- _Task prompt_: Pick each line containing "little" out of the records.
START Given data
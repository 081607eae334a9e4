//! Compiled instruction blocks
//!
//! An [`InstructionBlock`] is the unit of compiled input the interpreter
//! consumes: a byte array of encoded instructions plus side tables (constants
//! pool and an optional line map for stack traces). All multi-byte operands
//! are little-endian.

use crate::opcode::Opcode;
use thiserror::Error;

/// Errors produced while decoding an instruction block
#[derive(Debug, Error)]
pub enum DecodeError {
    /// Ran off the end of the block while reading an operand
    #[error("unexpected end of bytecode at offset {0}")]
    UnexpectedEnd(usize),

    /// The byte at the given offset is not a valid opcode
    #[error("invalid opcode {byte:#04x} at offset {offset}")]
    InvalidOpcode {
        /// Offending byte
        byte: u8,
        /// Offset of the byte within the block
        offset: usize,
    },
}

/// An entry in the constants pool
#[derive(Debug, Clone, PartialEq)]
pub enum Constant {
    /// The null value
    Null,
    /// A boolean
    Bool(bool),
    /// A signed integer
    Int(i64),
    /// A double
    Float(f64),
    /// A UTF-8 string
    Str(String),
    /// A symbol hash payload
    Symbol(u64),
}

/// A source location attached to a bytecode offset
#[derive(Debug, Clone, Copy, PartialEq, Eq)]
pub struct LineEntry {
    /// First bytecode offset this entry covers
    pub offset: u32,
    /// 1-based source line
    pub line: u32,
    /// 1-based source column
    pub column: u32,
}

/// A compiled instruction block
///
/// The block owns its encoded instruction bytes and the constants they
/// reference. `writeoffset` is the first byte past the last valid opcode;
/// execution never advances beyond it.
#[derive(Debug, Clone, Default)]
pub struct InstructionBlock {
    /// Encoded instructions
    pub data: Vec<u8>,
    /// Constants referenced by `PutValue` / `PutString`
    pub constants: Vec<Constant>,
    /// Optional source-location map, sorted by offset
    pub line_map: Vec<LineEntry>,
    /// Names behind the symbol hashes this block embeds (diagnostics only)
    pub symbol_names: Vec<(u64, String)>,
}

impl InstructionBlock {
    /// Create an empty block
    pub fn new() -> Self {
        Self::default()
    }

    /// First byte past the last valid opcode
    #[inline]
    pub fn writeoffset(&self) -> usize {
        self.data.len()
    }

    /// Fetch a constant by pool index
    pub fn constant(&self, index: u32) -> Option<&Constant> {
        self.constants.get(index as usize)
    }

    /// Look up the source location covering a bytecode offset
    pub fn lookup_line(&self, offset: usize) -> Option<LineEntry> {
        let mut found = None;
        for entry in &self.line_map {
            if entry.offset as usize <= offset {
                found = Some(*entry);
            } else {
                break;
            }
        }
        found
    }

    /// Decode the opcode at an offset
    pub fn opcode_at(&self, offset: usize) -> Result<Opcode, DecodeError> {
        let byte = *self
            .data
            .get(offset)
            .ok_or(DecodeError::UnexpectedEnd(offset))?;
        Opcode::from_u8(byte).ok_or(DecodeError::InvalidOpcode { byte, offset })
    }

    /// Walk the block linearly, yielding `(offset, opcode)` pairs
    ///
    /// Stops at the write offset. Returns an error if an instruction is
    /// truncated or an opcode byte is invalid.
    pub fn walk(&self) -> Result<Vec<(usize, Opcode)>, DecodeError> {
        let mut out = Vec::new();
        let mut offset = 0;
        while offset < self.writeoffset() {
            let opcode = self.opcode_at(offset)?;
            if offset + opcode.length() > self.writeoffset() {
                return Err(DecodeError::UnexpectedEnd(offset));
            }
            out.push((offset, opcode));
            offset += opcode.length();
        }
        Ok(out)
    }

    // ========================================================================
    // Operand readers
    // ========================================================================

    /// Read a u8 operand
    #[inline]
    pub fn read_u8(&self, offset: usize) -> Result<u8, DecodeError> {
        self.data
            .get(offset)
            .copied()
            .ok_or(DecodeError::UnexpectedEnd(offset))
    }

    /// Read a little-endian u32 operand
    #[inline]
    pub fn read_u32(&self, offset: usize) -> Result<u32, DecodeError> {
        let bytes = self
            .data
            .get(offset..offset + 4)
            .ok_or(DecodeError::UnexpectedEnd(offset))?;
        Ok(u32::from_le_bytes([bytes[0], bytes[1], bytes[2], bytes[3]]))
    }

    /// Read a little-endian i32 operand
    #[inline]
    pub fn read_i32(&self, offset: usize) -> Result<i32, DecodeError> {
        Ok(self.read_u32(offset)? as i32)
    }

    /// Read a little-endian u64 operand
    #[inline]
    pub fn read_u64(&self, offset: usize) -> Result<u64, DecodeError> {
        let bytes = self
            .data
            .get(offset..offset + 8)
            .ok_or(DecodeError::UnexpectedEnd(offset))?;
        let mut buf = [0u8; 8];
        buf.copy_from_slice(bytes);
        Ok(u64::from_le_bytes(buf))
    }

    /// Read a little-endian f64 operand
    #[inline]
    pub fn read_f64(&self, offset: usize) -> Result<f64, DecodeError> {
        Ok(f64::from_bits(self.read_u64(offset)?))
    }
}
END Given data
START Given data
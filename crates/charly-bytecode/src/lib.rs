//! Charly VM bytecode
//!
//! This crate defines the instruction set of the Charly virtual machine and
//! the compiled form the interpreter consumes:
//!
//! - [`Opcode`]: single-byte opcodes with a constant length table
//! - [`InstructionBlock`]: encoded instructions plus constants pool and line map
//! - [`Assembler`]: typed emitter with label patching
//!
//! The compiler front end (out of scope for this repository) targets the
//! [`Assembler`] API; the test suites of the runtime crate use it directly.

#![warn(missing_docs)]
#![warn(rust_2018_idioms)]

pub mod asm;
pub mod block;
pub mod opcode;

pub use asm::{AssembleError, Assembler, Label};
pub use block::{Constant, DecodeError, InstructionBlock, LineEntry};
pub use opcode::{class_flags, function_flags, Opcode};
END Given data
- _Task response_:
//! are little-endian.
    /// Read a little-endian u32 operand
    /// Read a little-endian i32 operand
    /// Read a little-endian u64 operand
    /// Read a little-endian f64 operand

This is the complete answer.